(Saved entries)
▬▬▬

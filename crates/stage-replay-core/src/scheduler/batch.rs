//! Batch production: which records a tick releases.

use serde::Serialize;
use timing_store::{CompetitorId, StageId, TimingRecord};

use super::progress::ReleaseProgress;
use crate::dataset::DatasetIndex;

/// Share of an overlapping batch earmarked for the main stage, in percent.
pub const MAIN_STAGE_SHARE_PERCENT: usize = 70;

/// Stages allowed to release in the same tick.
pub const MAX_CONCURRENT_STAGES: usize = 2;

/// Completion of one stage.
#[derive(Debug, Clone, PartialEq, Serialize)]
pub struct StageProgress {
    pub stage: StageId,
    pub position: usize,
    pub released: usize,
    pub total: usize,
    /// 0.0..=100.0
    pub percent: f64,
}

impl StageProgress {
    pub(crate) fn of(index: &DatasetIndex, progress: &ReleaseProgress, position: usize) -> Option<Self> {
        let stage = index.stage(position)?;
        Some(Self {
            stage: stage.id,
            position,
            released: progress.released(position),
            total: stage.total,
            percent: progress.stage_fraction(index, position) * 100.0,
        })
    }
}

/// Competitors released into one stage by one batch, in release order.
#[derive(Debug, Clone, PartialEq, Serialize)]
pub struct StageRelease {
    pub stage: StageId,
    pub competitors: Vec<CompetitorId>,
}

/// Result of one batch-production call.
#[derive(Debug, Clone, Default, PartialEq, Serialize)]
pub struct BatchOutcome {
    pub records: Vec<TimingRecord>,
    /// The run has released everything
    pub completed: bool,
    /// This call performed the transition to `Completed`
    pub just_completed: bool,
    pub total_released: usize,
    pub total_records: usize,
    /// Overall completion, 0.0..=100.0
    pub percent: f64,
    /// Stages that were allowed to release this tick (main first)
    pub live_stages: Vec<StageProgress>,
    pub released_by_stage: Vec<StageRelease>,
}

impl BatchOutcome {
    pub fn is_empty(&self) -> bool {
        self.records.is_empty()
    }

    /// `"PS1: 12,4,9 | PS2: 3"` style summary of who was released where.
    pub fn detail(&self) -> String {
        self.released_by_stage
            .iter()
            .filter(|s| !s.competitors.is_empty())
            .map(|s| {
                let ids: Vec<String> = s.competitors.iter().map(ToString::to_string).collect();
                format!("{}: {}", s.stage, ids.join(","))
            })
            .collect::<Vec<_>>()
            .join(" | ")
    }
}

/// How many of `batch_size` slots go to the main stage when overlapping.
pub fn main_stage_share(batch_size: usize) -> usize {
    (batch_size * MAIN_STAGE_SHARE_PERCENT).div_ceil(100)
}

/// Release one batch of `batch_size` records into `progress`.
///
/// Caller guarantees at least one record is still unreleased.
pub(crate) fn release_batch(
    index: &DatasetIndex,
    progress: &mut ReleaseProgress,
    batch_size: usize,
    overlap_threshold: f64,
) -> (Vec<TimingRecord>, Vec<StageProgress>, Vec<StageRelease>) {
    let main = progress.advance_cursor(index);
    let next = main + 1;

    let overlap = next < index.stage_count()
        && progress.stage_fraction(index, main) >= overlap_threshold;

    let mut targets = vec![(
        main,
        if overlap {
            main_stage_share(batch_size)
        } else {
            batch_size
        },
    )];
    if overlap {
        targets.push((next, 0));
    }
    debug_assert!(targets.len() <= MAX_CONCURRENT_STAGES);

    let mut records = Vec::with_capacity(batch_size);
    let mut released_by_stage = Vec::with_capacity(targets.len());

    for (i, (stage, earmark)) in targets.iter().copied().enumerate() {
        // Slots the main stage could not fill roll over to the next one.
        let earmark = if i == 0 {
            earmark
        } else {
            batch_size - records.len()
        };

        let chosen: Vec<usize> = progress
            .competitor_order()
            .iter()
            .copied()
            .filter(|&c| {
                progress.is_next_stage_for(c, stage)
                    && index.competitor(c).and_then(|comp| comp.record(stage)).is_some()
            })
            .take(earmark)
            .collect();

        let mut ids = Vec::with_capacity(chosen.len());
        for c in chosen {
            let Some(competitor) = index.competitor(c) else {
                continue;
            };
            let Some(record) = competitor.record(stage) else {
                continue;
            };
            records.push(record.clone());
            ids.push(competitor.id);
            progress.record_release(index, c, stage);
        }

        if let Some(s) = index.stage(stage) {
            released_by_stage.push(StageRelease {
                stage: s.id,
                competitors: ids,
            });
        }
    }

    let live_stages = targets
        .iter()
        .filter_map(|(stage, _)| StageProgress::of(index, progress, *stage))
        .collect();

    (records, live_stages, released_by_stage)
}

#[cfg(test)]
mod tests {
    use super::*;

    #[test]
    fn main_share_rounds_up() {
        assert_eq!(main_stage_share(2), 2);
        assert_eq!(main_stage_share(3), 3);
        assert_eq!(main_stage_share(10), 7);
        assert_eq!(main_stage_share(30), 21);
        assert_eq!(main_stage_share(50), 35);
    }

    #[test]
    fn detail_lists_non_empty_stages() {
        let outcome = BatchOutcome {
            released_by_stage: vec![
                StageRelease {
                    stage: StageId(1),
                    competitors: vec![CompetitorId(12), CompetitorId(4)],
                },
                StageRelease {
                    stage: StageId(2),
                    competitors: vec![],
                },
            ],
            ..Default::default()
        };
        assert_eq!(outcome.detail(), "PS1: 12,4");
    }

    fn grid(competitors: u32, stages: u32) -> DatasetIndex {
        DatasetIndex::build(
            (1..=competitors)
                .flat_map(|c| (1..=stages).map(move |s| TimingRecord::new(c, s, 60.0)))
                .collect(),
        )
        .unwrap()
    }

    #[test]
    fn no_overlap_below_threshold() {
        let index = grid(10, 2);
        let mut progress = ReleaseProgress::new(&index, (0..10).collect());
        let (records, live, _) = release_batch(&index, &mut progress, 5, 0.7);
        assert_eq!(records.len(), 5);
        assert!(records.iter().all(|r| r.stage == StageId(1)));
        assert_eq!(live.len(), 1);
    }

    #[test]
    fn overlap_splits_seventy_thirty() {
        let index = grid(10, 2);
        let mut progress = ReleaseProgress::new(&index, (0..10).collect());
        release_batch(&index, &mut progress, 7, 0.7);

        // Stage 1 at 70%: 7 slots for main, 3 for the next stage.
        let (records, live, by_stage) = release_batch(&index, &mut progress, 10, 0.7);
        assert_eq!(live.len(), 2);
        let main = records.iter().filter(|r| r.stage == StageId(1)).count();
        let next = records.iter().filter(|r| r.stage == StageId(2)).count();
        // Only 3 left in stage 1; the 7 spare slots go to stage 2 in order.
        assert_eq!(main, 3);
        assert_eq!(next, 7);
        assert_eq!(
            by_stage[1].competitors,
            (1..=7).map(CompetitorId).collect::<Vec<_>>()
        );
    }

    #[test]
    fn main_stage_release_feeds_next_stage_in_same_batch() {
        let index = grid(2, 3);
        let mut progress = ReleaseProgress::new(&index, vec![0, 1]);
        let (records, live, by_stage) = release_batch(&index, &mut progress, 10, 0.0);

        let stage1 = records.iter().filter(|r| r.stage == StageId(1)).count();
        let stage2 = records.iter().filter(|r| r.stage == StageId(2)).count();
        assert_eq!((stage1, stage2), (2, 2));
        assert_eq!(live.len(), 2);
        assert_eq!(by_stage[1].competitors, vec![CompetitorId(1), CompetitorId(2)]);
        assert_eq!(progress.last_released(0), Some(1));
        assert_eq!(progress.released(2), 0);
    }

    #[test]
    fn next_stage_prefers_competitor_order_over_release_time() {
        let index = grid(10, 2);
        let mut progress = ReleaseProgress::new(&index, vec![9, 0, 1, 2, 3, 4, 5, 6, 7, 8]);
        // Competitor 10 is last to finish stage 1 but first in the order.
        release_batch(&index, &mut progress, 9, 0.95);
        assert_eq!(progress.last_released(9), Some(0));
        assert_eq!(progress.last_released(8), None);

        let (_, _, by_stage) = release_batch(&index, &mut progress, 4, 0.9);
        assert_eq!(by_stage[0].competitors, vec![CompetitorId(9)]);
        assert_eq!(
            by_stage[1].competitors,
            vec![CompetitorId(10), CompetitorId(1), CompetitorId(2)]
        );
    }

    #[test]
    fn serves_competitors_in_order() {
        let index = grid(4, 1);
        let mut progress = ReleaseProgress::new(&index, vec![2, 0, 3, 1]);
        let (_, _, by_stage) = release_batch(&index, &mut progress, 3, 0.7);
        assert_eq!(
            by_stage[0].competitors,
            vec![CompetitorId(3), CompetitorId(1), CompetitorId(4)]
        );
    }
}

▬▬▬

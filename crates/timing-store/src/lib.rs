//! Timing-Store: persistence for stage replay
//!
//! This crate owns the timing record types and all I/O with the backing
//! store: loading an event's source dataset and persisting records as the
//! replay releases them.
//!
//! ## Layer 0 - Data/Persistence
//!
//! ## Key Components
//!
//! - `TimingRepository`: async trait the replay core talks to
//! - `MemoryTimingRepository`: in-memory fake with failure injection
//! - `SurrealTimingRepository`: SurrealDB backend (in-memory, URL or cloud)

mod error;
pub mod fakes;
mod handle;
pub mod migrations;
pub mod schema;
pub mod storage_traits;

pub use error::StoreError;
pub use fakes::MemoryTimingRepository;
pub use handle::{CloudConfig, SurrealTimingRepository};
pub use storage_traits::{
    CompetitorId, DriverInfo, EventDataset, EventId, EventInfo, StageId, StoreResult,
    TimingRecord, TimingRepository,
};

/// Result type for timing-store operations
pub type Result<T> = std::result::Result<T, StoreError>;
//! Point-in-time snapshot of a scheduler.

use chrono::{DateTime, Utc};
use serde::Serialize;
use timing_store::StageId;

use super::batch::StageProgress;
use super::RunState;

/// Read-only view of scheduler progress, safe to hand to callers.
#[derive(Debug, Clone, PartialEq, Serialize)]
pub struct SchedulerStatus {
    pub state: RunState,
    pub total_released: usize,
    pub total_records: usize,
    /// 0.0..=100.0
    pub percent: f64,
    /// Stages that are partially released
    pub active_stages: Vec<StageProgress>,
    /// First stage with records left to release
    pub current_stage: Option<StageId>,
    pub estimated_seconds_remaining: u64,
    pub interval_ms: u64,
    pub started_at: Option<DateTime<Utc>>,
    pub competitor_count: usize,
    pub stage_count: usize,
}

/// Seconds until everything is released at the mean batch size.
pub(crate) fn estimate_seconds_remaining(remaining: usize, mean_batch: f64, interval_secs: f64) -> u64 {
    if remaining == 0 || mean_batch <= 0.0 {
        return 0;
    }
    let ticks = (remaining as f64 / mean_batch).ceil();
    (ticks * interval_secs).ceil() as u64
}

▬▬▬

WHAT YOU ARE ASKED TO DO => The answer is every line in the data where the word "fakes" appears.

SOLUTION TO THIS PROBLEM =>
pub mod fakes;
pub use fakes::MemoryTimingRepository;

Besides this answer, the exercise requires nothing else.